Sendo certo que do facto de o arguido acidentado ter sido conduzido ao hospital para receber cuidados de saúde não decorre, sem mais, que estaria impedido de ser submetido ao exame através do ar expirado, para assim justificar a recolha de amostra sanguínea, 18. Tanto mais que resultou provado da audiência de discussão e julgamento que o arguido “tinha dores mas estava consciente, orientado e colaborante. “– vide ponto 7 da matéria de facto provada (negrito e sublinhado nosso) 19. Não se inferindo do referido ponto 7 da matéria de facto provada, qualquer perda de consciência por parte do arguido, paragem respiratória, indução em coma, ou qualquer outro episódio cuja urgência no tratamento permita excecionar de forma imediata a submissão ao teste ao ar expirado; Por outro lado, 20. Como não fosse suficiente, e ainda associada à recolha de amostra sanguínea, verificamos o incumprimento grosseiro de outros procedimentos legalmente previstos, cuja inobservância não pode deixar de ser igualmente cominada com a proibição de valoração da prova assim obtida, ou seja do relatório pericial a que se refere o auto de notícia e a acusação e a sentença recorrida.

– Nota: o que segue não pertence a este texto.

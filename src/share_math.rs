//! Exchange-rate arithmetic between underlying tokens and Sett shares
//! All conversions truncate toward zero, matching the vault's own rounding.
use odra::casper_types::U256;
use crate::errors::YieldSourceError;

/// Scale of `price_per_full_share` (1e18)
pub const PRICE_SCALE: u128 = 1_000_000_000_000_000_000;

/// Checked math operations for U256
pub struct SafeMath;

impl SafeMath {
    /// Checked addition
    pub fn add(a: U256, b: U256) -> Result<U256, YieldSourceError> {
        a.checked_add(b).ok_or(YieldSourceError::Overflow)
    }

    /// Checked subtraction
    pub fn sub(a: U256, b: U256) -> Result<U256, YieldSourceError> {
        a.checked_sub(b).ok_or(YieldSourceError::Underflow)
    }

    /// Checked multiplication
    pub fn mul(a: U256, b: U256) -> Result<U256, YieldSourceError> {
        a.checked_mul(b).ok_or(YieldSourceError::Overflow)
    }

    /// `a * b / denominator`, truncating
    pub fn mul_div(a: U256, b: U256, denominator: U256) -> Result<U256, YieldSourceError> {
        if denominator.is_zero() {
            return Err(YieldSourceError::InsufficientShares);
        }
        Ok(Self::mul(a, b)? / denominator)
    }
}

/// Conversions at the vault's exchange rate (`total_underlying / total_shares`)
pub struct ShareMath;

impl ShareMath {
    /// Shares whose current redemption value is `amount`
    ///
    /// Formula: shares = amount * total_shares / total_underlying
    /// An empty vault has no exchange rate, so nothing can be redeemed from it.
    pub fn shares_for_amount(
        amount: U256,
        total_shares: U256,
        total_underlying: U256,
    ) -> Result<U256, YieldSourceError> {
        if total_shares.is_zero() || total_underlying.is_zero() {
            return Err(YieldSourceError::InsufficientShares);
        }
        SafeMath::mul_div(amount, total_shares, total_underlying)
    }

    /// Underlying value of `shares`
    ///
    /// Formula: amount = shares * total_underlying / total_shares
    /// If total_shares == 0, returns 0
    pub fn amount_for_shares(
        shares: U256,
        total_underlying: U256,
        total_shares: U256,
    ) -> Result<U256, YieldSourceError> {
        if total_shares.is_zero() {
            return Ok(U256::zero());
        }
        SafeMath::mul_div(shares, total_underlying, total_shares)
    }

    /// Underlying value of one full share, scaled by 1e18
    pub fn price_per_full_share(
        total_underlying: U256,
        total_shares: U256,
    ) -> Result<U256, YieldSourceError> {
        let scale = U256::from(PRICE_SCALE);
        if total_shares.is_zero() {
            return Ok(scale);
        }
        SafeMath::mul_div(total_underlying, scale, total_shares)
    }

    /// Shares minted for a deposit of `amount` into a pool of `pool` underlying
    ///
    /// First deposit is 1:1. Outstanding shares over an empty pool have no
    /// rate and error with `InsufficientShares`.
    pub fn shares_for_deposit(
        amount: U256,
        pool: U256,
        total_shares: U256,
    ) -> Result<U256, YieldSourceError> {
        if total_shares.is_zero() {
            return Ok(amount);
        }
        SafeMath::mul_div(amount, total_shares, pool)
    }

    /// Balance difference observed around an external call
    pub fn checked_delta(after: U256, before: U256) -> Result<U256, YieldSourceError> {
        SafeMath::sub(after, before)
    }
}
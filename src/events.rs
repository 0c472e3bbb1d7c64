//! Event definitions shared by the token ledgers and the prize pool
use odra::prelude::*;
use odra::casper_types::U256;
use odra::prelude::Address;

/// Event emitted when tokens or vault shares are transferred
#[odra::event]
pub struct Transfer {
    /// From address
    pub from: Address,
    /// To address
    pub to: Address,
    /// Amount transferred
    pub value: U256,
}

/// Event emitted when approval is granted
#[odra::event]
pub struct Approval {
    /// Owner address
    pub owner: Address,
    /// Spender address
    pub spender: Address,
    /// Amount approved
    pub value: U256,
}

/// Event emitted when the prize pool credits tickets
#[odra::event]
pub struct TicketsMinted {
    /// Account that paid the deposit
    pub operator: Address,
    /// Account credited with tickets
    pub to: Address,
    /// Tickets minted
    pub amount: U256,
}

/// Event emitted when the prize pool burns tickets on withdrawal
#[odra::event]
pub struct TicketsBurned {
    /// Ticket holder
    pub from: Address,
    /// Tickets burned
    pub amount: U256,
    /// Underlying returned by the yield source
    pub redeemed: U256,
}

21. Pois que contrariamente ao previsto no artigo 9º da Portaria 902-B/2007 de 13 de Abril: i) O modelo do anexo i) não está correta nem completamente preenchido, contrariamente ao previsto alínea a) daquele diploma legal, não indicando a medicação ministrada ao arguido antes da recolha de sangue e bem assim nas 48 h anteriores, questão não despicienda na medida em que alguma medicação pode influir com o resultado do exame; ii) O original do modelo do anexo i) não contém a vinheta do profissional de saúde, à revelia do disposto na alínea b) daquele diploma legal, desconhecendo-se quem fez a recolha, se foi médico ou outro profissional de saúde.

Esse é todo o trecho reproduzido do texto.